Look up Hansen’s method for calculating planet disturbances; planet Pomona; Themis {they seem to be moons of Jupiter from the context clues}; bouvards tables for Jupiter and Saturn. The planets effect each other {if only modern day science would allow for this}

News

Teaching science to children: experimental mechanics, chemistry, and physiology. Also systemic botany to teach observation. Electricity interests boys and should be fostered. “Boys make nothing their own so thoroughly as that which they select themselves”. So let them branch out from these topics. At least 3h/wk -> 2y mechanics + 2y chemistry + 1y botany + what remains for physiology. Start when 11yo. Year 1: tons of experiments and some easy problems; reproduce lectures and drawings by hand each week. Year 2: master a good book. Year 3: lectures in inorganic chemistry with a textbook and experiments shown. Year 4: all laboratory. Year 5: botany, henslows schedules – will know classification and be able to identify local flora and fauna. Remaining time: physiology first human then comparative (Huxley’s book).

Mechanics: air pump, pulleys, models of force pump, common pump, Keith Johnston’s scientific maps, newths natural philosophy second year.

Take daily walks and understand engines at work.

Chemistry: still, stove, has jars, pneumatic trough, tubing, chemicals, test tubes, wash bottle, 24 test solutions, blow pipe, beakers, Roscoes or Williamson’s textbook.

Botany: professor oliver lessons, Lindleys descriptive botany

Meteorogical instruments and a telescope.

“Culture and refinement brings fewer pupils up to a given mark within a given time; it what he has taught remains with them; they never forget or fall back”

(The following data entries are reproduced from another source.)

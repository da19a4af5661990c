// =============================================================================
// Final Decision — verdict derivation for one routed signal
// =============================================================================
//
// Precedence (first match wins):
//   1. any required engine missing          → DEFER
//   2. consensus demanded but not reached   → REJECT
//   3. approvals vs rejections (required)   → APPROVE / REJECT
//      tie                                  → MODIFY if any response carries
//                                             modifications, else DEFER
//
// Confidence is the mean over all responses, required and optional.
// =============================================================================

use serde::{Deserialize, Serialize};

use crate::routing::consolidator::Consolidation;
use crate::routing::engine::{EngineId, EngineResponse};
use crate::routing::signal::{SignalType, Tier};
use crate::types::Reason;

#[derive(Debug, Clone, Copy, PartialEq, Eq, Hash, Serialize, Deserialize)]
#[serde(rename_all = "SCREAMING_SNAKE_CASE")]
pub enum RouteVerdict {
    Approve,
    Reject,
    Modify,
    Defer,
}

impl std::fmt::Display for RouteVerdict {
    fn fmt(&self, f: &mut std::fmt::Formatter<'_>) -> std::fmt::Result {
        match self {
            Self::Approve => write!(f, "APPROVE"),
            Self::Reject => write!(f, "REJECT"),
            Self::Modify => write!(f, "MODIFY"),
            Self::Defer => write!(f, "DEFER"),
        }
    }
}

/// Router output for one signal. Built once, never mutated afterwards.
#[derive(Debug, Clone, Serialize, Deserialize)]
pub struct FinalDecision {
    pub signal_id: String,
    pub signal_type: SignalType,
    pub decision: RouteVerdict,
    pub confidence: f64,
    pub tier: Tier,
    /// Every target engine's response, in topology order.
    pub responses: Vec<EngineResponse>,
    pub required_engines: Vec<EngineId>,
    pub responded_engines: Vec<EngineId>,
    pub missing_engines: Vec<EngineId>,
    pub consensus: bool,
    pub processing_time_ms: u64,
    pub reasoning: Vec<Reason>,
    #[serde(default, skip_serializing_if = "Option::is_none")]
    pub modifications: Option<serde_json::Value>,
}

/// Verdict, confidence and trail derived from a consolidation.
#[derive(Debug, Clone, PartialEq)]
pub struct Derivation {
    pub decision: RouteVerdict,
    pub confidence: f64,
    pub reasoning: Vec<Reason>,
    pub modifications: Option<serde_json::Value>,
}

/// Derive the verdict. `responses` must be in a deterministic order (the
/// router passes them in topology order).
pub fn derive(consolidation: &Consolidation, responses: &[EngineResponse]) -> Derivation {
    let mut reasoning = Vec::new();
    let mut modifications = None;

    let decision = if consolidation.has_missing() {
        let names: Vec<&str> = consolidation
            .missing_engines
            .iter()
            .map(|e| e.as_str())
            .collect();
        reasoning.push(Reason::new(
            "missing_required_engines",
            format!("missing required engines: {}", names.join(", ")),
        ));
        RouteVerdict::Defer
    } else if consolidation.consensus_required && !consolidation.consensus {
        reasoning.push(Reason::new(
            "consensus_not_reached",
            format!(
                "consensus not reached: {} of {} required engines approved",
                consolidation.approvals,
                consolidation.responded_engines.len()
            ),
        ));
        RouteVerdict::Reject
    } else if consolidation.approvals > consolidation.rejections {
        reasoning.push(Reason::new(
            "majority_approve",
            format!(
                "approvals {} > rejections {}",
                consolidation.approvals, consolidation.rejections
            ),
        ));
        RouteVerdict::Approve
    } else if consolidation.rejections > consolidation.approvals {
        reasoning.push(Reason::new(
            "majority_reject",
            format!(
                "rejections {} > approvals {}",
                consolidation.rejections, consolidation.approvals
            ),
        ));
        RouteVerdict::Reject
    } else {
        modifications = responses.iter().find_map(|r| r.modifications.clone());
        if modifications.is_some() {
            reasoning.push(Reason::new(
                "tie_with_modifications",
                format!(
                    "tie at {} each; modification proposed",
                    consolidation.approvals
                ),
            ));
            RouteVerdict::Modify
        } else {
            reasoning.push(Reason::new(
                "tie",
                format!("tie at {} each; no modification proposed", consolidation.approvals),
            ));
            RouteVerdict::Defer
        }
    };

    for r in responses {
        reasoning.push(Reason::new(
            format!("engine:{}", r.engine),
            r.reasoning.clone(),
        ));
    }

    Derivation {
        decision,
        confidence: mean_confidence(responses),
        reasoning,
        modifications,
    }
}

fn mean_confidence(responses: &[EngineResponse]) -> f64 {
    if responses.is_empty() {
        return 0.0;
    }
    responses.iter().map(|r| r.confidence).sum::<f64>() / responses.len() as f64
}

Habit and desire of intellectual improvement is what school is supposed to provide. Must make learning pleasurable for students to learn.

The amount of water mixed with phosphoric acid dictates what compounds are made.

The slow oxidation of phosphorous by atmospheric air emits light.

Water of crystallization = water + various salts

Chemistry

Uranium was found to be one of the densest metals

Physiology

Cholera results from a cholera poison (z) and then there is a cholera germ (x) which “of itself will not produce cholera symptoms. {bechamps terrain theory proven correct again… the bacteria shows up to deal with the poison}. “It may remain, and probably may multiply in the human body, and be carried in or on the body from place to place without of itself producing cholera. Cholera symptoms can only be brought about by z, and x can only give rise to cholera, indirectly, by generating z. But x, in order that it may generate z, must come into contact and act on another substance (y). So x germinates into z only through meeting with y. So x is like dad and y like mom who make z which is sterile or can only produce x. With z you have some x which clings to the products of z.

Societies and academies

The last light from the sun when setting is bluish-green

The moon gives off heat and the amount increases rapidly to the full moon.

Yellow and red rays cause faster evaporation and decomposition of carbonic acid than blue and violet.